Professor Charles L. Brooks, III
Department of Molecular Biology
The Scripps Research Institute
La Jolla, California

Monday, March 31, 1997
3:00 pm (CT)
3269 Beckman Institute

Abstract

The mechanism by which protein molecules fold may be categorized based upon fundamental properties of the folding landscape. Fast folding proteins are predicted to have a smooth landscape and fold under near thermodynamic control. Proteins which fold on a rugged landscape may become trapped in local meta-stable conformations, producing observable folding intermediates. Their progress into the native manifold is determined by the nature of specific interactions.
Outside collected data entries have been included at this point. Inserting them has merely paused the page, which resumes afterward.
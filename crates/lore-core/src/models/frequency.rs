use std::collections::BTreeMap;

use chrono::{DateTime, Utc};
use serde::{Deserialize, Serialize};

use crate::record::KnowledgeKind;

/// Records that share a normalized content prefix.
#[derive(Debug, Clone, Serialize, Deserialize)]
pub struct ContentPattern {
    /// Content of the first record seen with this prefix.
    pub pattern: String,
    pub count: usize,
    pub first_seen: DateTime<Utc>,
    pub last_seen: DateTime<Utc>,
    pub avg_confidence: f64,
    /// IDs of every record in the group.
    pub examples: Vec<String>,
}

#[derive(Debug, Clone, Copy, PartialEq, Eq, Serialize, Deserialize)]
#[serde(rename_all = "snake_case")]
pub enum Trend {
    Increasing,
    Decreasing,
}

/// Record creation counts over trailing windows.
#[derive(Debug, Clone, Serialize, Deserialize)]
pub struct TemporalPatterns {
    pub last_7_days: usize,
    pub last_30_days: usize,
    pub last_90_days: usize,
    /// Daily average over the last 30 days.
    pub avg_per_day: f64,
    pub trend: Trend,
}

#[derive(Debug, Clone, Serialize, Deserialize)]
pub struct ConfidenceStats {
    pub kind: KnowledgeKind,
    pub avg: f64,
    pub min: f64,
    pub max: f64,
    pub count: usize,
}

/// Frequency statistics over the whole collection.
#[derive(Debug, Clone, Serialize, Deserialize)]
pub struct FrequencyAnalysis {
    pub error_patterns: Vec<ContentPattern>,
    pub decision_patterns: Vec<ContentPattern>,
    pub tag_frequency: BTreeMap<String, usize>,
    pub kind_distribution: BTreeMap<KnowledgeKind, usize>,
    pub temporal: TemporalPatterns,
    /// One entry per kind present, in kind order.
    pub confidence_by_kind: Vec<ConfidenceStats>,
}
use chrono::Utc;
use tracing::{debug, instrument, warn};

use lore_core::constants::{SUPERSESSION_CONFIDENCE_FLOOR, SUPERSESSION_PENALTY};
use lore_core::errors::{LoreError, LoreResult};
use lore_core::models::{ContradictionCandidate, Resolution, ResolutionAction, ResolutionDetail};
use lore_core::record::{RecordPatch, Supersession, SupersedesEntry};
use lore_core::traits::IKnowledgeStore;

/// Supersede the loser of `candidate` in favour of its winner.
///
/// Two writes: the winner's audit trail is extended, then the loser gets its
/// supersession marker and a penalized confidence. If the loser write fails
/// the winner's trail is restored, so an error leaves neither record changed.
/// Fails fast with `RecordNotFound` naming whichever id is missing.
#[instrument(skip_all, fields(winner = %candidate.winner, loser = %candidate.loser))]
pub async fn resolve_one<S: IKnowledgeStore>(
    store: &S,
    candidate: &ContradictionCandidate,
) -> LoreResult<Resolution> {
    let winner = store
        .get(&candidate.winner)
        .await?
        .ok_or_else(|| LoreError::not_found(&candidate.winner))?;
    let loser = store
        .get(&candidate.loser)
        .await?
        .ok_or_else(|| LoreError::not_found(&candidate.loser))?;

    let resolved_at = Utc::now();
    let before = loser.confidence;
    let after = before.penalized(SUPERSESSION_PENALTY, SUPERSESSION_CONFIDENCE_FLOOR);

    // The first supersession holds the confidence the record was written with.
    let original_confidence = match &loser.supersession {
        Some(previous) => {
            warn!(
                loser = %loser.id,
                previous_winner = %previous.superseded_by,
                "superseding a record that is already superseded"
            );
            previous.original_confidence
        }
        None => before,
    };

    let supersession = Supersession {
        superseded_by: winner.id.clone(),
        superseded_at: resolved_at,
        reason: candidate.reason.clone(),
        original_confidence,
    };

    let mut trail = winner.supersedes.clone();
    trail.push(SupersedesEntry {
        id: loser.id.clone(),
        reason: candidate.reason.clone(),
        resolved_at,
    });
    store
        .update_metadata(&winner.id, RecordPatch::supersedes(trail))
        .await?;

    if let Err(e) = store
        .update_metadata(&loser.id, RecordPatch::supersede(supersession, after))
        .await
    {
        if let Err(rollback) = store
            .update_metadata(&winner.id, RecordPatch::supersedes(winner.supersedes.clone()))
            .await
        {
            warn!(winner = %winner.id, error = %rollback, "could not restore winner trail");
        }
        return Err(e);
    }

    debug!(
        before = before.value(),
        after = after.value(),
        similarity = candidate.similarity,
        "loser superseded"
    );

    Ok(Resolution {
        winner: winner.id.clone(),
        loser: loser.id,
        action: ResolutionAction::Superseded,
        detail: ResolutionDetail {
            resolved_at,
            superseded_by: winner.id,
            reason: candidate.reason.clone(),
            original_confidence: before.value(),
            new_confidence: after.value(),
            similarity: candidate.similarity,
        },
    })
}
Despite the development of theoretical models for protein folding mechanism that connect properties of the folding landscape to the folding mechanism, our understanding of how the topology of the folded protein and the nature of the protein sequence influence the free energy landscape for folding is still in an early stage. To address these questions, we have used detailed, all atom, and reduced representation models of proteins. We began an exploration of relationships between a protein's fold, sequence and its folding mechanism. First principles calculations of the folding free energy surfaces for all helical, all beta and mixed alpha/beta proteins will be presented that suggest a link between the topology and nature of tertiary interactions made by a native folded protein and the free energy landscape on which folding takes place. These studies provide links between the folding behavior of "real" proteins and theoretical models for protein folding.

Tea and coffee will be served in R3151 Beckman Institute at 2:15pm.